Escolhas
A vida de João Gostoso era a mesma monotonia de sempre. Acordava às 3 horas da manhã, descia o morro da Babilônia, cumprimentava os traficantes e pagava o dinheiro da proteção, a escolha certa para não morrer. Entretanto, se revoltava. Achava errado ser explorado daquela forma. Até que um dia tomou coragem. Foi até a delegacia e fez um boletim de ocorrências. Sentia-se mais leve. Tinha tirado um peso de suas costas, havia feito a coisa certa. Foi ao bar 15 de novembro. Bebeu... Cantou... Dançou... Percebeu uma movimentação estranha. Algo estava errado. Saiu rumo à sua casa. Estava sendo seguido. Lembrou: não pagou a proteção. O medo tomou conta de seu corpo. Depois do primeiro tiro correu... Sabia que não podia ir para a casa. Então, para onde ir? Delegacia, era a escolha certa. Desviou dos tiros, entrou em ruas escuras, becos estreitos. Contudo, continuava a ser seguido. Com muito esforço, chegou ao seu destino. Estava salvo! Relaxou. No entanto, algo o acertou. Desmaiou... Quando acordou, sentia-se flutuar, sentia-se leve. Mas suas costas estavam acorrentadas a algo muito grande para uma pessoa conseguir se livrar sozinha. Sua visão começou a escurecer. Chegara ao fundo da lagoa. Literalmente.

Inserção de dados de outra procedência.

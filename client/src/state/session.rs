//! Runs the view engine inside the Leptos runtime.
//!
//! ARCHITECTURE
//! ============
//! `MapSession` owns the engine in a `StoredValue` and mirrors it into a
//! `RwSignal<MapViewState>`. `dispatch` runs one event through the engine,
//! publishes the result, then starts what the effects ask for: gateway
//! fetches and the detail poll loop run as local tasks that dispatch their
//! outcome back. After the page's owner is disposed, `dispatch` is a no-op, so
//! late responses and ticks fall on the floor.

use leptos::prelude::*;

use givemap::config::Config;
use givemap::engine::{Event, Request, ViewEngine};
use givemap::poll::PollSupervisor;

use crate::net::api::BrowserGateway;
use crate::state::view::{HostTask, MapViewState};

#[derive(Clone)]
pub struct MapSession {
    engine: StoredValue<ViewEngine>,
    view: RwSignal<MapViewState>,
    gateway: BrowserGateway,
    polls: PollSupervisor,
}

impl MapSession {
    pub fn new(config: &Config) -> Self {
        Self {
            engine: StoredValue::new(ViewEngine::new(config)),
            view: RwSignal::new(MapViewState::default()),
            gateway: BrowserGateway::new(&config.api_base),
            polls: PollSupervisor::new(),
        }
    }

    pub fn view(&self) -> RwSignal<MapViewState> {
        self.view
    }

    pub fn gateway(&self) -> &BrowserGateway {
        &self.gateway
    }

    /// Run `event` through the engine and carry out its effects.
    pub fn dispatch(&self, event: Event) {
        let Some((snapshot, effects)) = self.engine.try_update_value(|engine| {
            let effects = engine.handle(event);
            (engine.snapshot(), effects)
        }) else {
            return;
        };
        let Some(tasks) = self.view.try_update(|view| view.apply(snapshot, effects)) else {
            return;
        };
        for task in tasks {
            self.run(task);
        }
    }

    /// Stop the poll loop and tell the engine the view is gone.
    pub fn teardown(&self) {
        self.polls.stop();
        self.dispatch(Event::Unmounted);
    }

    fn run(&self, task: HostTask) {
        match task {
            HostTask::Fetch(request) => self.fetch(request),
            HostTask::StartPolling { id, every } => self.start_polling(id, every),
            HostTask::StopPolling => self.polls.stop(),
        }
    }

    #[cfg(feature = "csr")]
    fn fetch(&self, request: Request) {
        let session = self.clone();
        leptos::task::spawn_local(async move {
            let event = request.resolve(&session.gateway).await;
            session.dispatch(event);
        });
    }

    #[cfg(not(feature = "csr"))]
    fn fetch(&self, request: Request) {
        let _ = request;
    }

    #[cfg(feature = "csr")]
    fn start_polling(&self, id: String, every: std::time::Duration) {
        let lease = self.polls.start(id);
        let session = self.clone();
        leptos::task::spawn_local(givemap::poll::run(lease, every, gloo_timers::future::sleep, move |id| {
            session.dispatch(Event::PollTick { id: id.to_owned() });
        }));
    }

    #[cfg(not(feature = "csr"))]
    fn start_polling(&self, id: String, every: std::time::Duration) {
        let _ = (self.polls.start(id), every);
    }
}
//! Image upload control for the detail panel.
//!
//! Uploads are fire-and-forget from the engine's point of view: this control
//! tracks only the button state and never touches selection, search or
//! viewport state. A success confirmation is held for a short while and then
//! reset by the host.

use std::time::Duration;

use crate::error::{GatewayError, UploadError};

#[cfg(test)]
#[path = "upload_test.rs"]
mod upload_test;

/// How long the "thank you" confirmation stays visible.
pub const SUCCESS_HOLD: Duration = Duration::from_secs(2);

#[derive(Clone, Debug, Default, PartialEq, Eq)]
pub enum UploadState {
    #[default]
    Idle,
    Uploading,
    Succeeded { token: String },
    Failed { message: String },
}

/// Identifies one upload attempt.
#[derive(Clone, Copy, Debug, PartialEq, Eq)]
pub struct UploadTicket(u64);

#[derive(Clone, Debug, Default)]
pub struct UploadControl {
    state: UploadState,
    attempt: u64,
}

impl UploadControl {
    #[must_use]
    pub fn state(&self) -> &UploadState {
        &self.state
    }

    /// Whether the file input should be disabled.
    #[must_use]
    pub fn is_locked(&self) -> bool {
        matches!(self.state, UploadState::Uploading | UploadState::Succeeded { .. })
    }

    /// Start an attempt.
    ///
    /// # Errors
    ///
    /// Refuses while an upload runs or its confirmation is still shown.
    pub fn begin(&mut self) -> Result<UploadTicket, UploadError> {
        match self.state {
            UploadState::Uploading => Err(UploadError::Busy),
            UploadState::Succeeded { .. } => Err(UploadError::Confirming),
            UploadState::Idle | UploadState::Failed { .. } => {
                self.attempt += 1;
                self.state = UploadState::Uploading;
                Ok(UploadTicket(self.attempt))
            }
        }
    }

    /// Record the outcome of an attempt. Outcomes of older attempts are ignored.
    pub fn finish(&mut self, ticket: UploadTicket, result: Result<String, GatewayError>) {
        if ticket.0 != self.attempt || self.state != UploadState::Uploading {
            return;
        }
        self.state = match result {
            Ok(token) => {
                tracing::info!(%token, "image upload confirmed");
                UploadState::Succeeded { token }
            }
            Err(err) => {
                tracing::warn!(error = %err, "image upload failed");
                UploadState::Failed { message: err.to_string() }
            }
        };
    }

    /// Clear the confirmation of `ticket`'s attempt once the hold elapsed.
    pub fn release(&mut self, ticket: UploadTicket) {
        if ticket.0 == self.attempt && matches!(self.state, UploadState::Succeeded { .. }) {
            self.state = UploadState::Idle;
        }
    }
}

Pobre João Gostoso, não sabia ele que a escolha certa nem sempre é a melhor.
O conto foi produzido tendo como inspiração o seguinte poema de Manuel Bandeira:
Poema Tirado de uma Notícia de Jornal
Manuel Bandeira
João Gostoso era carregador de feira livre e morava no morro da Babilônia num barracão sem número
Uma noite ele chegou no bar Vinte de Novembro
Bebeu
Cantou
Dançou
Depois se atirou na lagoa Rodrigo de Freitas e morreu afogado.